Et ce n’est pas tout : dans les coutumes et les institutions des écoles, des académies, des collèges et autres établissemens de ce genre, destinés à la culture des sciences et où les savans vivent rassemblés, les leçons et les exercices sont disposés de manière que ce seroit un grand hazard, s’il venoit en tête à quelqu’un de méditer sur un sujet nouveau. Si tel d’entr’eux a le courage d’user sur ce point de toute la liberté de son jugement, ce fardeau qu’il s’imposera, il le portera seul, qu’il ne s’attende à aucun secours de la part de ceux avec qui il vit. Que s’il résiste au dégoût que doit naturellement lui inspirer un tel isolement, qu’il sache encore que cette activité et ce courage ne sera pas un léger obstacle à sa fortune dans cette sorte d’établissement ; toutes les études sont resserrées dans les écrits de certains auteurs, tous les esprits y sont comme emprisonnés et ces auteurs classiques, si quelqu’un ose s’écarter un peu de leurs opinions à l’instant tous s’élèvent contre lui ; c’est un homme turbulent, un novateur, un brouillon. Il est pourtant une différence infinie entre les arts et les affaires publiques.
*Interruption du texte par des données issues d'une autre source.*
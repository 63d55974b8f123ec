//! Snapshot requester: starts a snapshot action for the droplet.

use chrono::{DateTime, Utc};
use tracing::info;

use dropletops_api::ComputeApi;
use dropletops_core::naming::{Stamp, snapshot_name};
use dropletops_core::{ActionId, DropletId};

use crate::error::{SnapshotError, SnapshotResult};

pub struct SnapshotRequester<'a, A: ComputeApi + ?Sized> {
    api: &'a A,
    droplet: DropletId,
}

impl<'a, A: ComputeApi + ?Sized> SnapshotRequester<'a, A> {
    pub fn new(api: &'a A, droplet: DropletId) -> Self {
        Self { api, droplet }
    }

    /// Name used when the caller does not supply one.
    pub fn default_name(prefix: &str, stamp: Stamp, now: DateTime<Utc>) -> String {
        snapshot_name(prefix, stamp, now)
    }

    /// Ask the provider to snapshot the droplet. No retry: a failed
    /// request is returned as-is.
    pub async fn request(&self, name: &str) -> SnapshotResult<ActionId> {
        info!(droplet = %self.droplet, %name, "requesting snapshot");
        let action = self
            .api
            .create_snapshot(self.droplet, name)
            .await
            .map_err(|source| SnapshotError::Request {
                name: name.to_string(),
                source,
            })?;
        info!(droplet = %self.droplet, action_id = %action.id, status = %action.status, "snapshot started");
        Ok(action.id)
    }
}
Une révolution politique et une lumière nouvelle ne font pas, à beaucoup près, courir les mêmes risques[19]. Car, si, dans l’état politique, un changement même en mieux ne laisse pas d’inquiéter, c’est il cause des troubles qu’il excite ordinairement, vu que le gouvernement roule principalement sur l’autorité, sur la plurarité des suffrages, sur la renommée, en un mot, sur l’opinion. Au lieu que, dans les sciences et les arts, ainsi que dans les mines d’où l’on tire les métaux, tout doit retentir du bruit que font les travailleurs et ceux qui veulent fouiller plus avant, en suivant les filons déjà connus, ou pour en découvrir de nouveaux. Du moins, ce seroit ainsi que les choses iroient, pour peu qu’on suivit les principes de la droite raison ; mais dans la réalité, il s’en faut de beaucoup qu’elles marchent ainsi : l’effet ordinaire de cette administration et de cette police des sciences, dont il est ici question, étant de les tenir tellement dans l’oppression, qu’elles sont dans l’impuissance d’avancer d’un seul pas.

XC.

Mais quand cette jalousie, qui arrête leurs progrès, viendrait à s’éteindre, n’est-ce pas encore assez que tout effort et toute industrie en ce genre demeurent sans récompense ? Car malheureusement, la faculté d’avancer les sciences, et le prix qui leur est dû, ne se trouvent pas dans les mêmes mains. Les talens nécessaires pour leur faire faire de rapides progrès, sont le lot des grands génies ; mais le prix et les émolumens sont au pouvoir du peuple ou des grands, c’est-à-dire de gens dont les lumières sont rarement au-dessus du médiocre. Non-seulement de tels progrès demeurent sans récompense ; mais même ceux qui les font ne sont rien moins qu’assurés de l’estime publique. Des vérités neuves et grandes sont au-dessus de l’intelligence du commun des hommes, et trop aisément renversées, éteintes par le vent des opinions vulgaires. Devons-nous donc être étonnés que ce qui est sans honneur, soit aussi sans succès ?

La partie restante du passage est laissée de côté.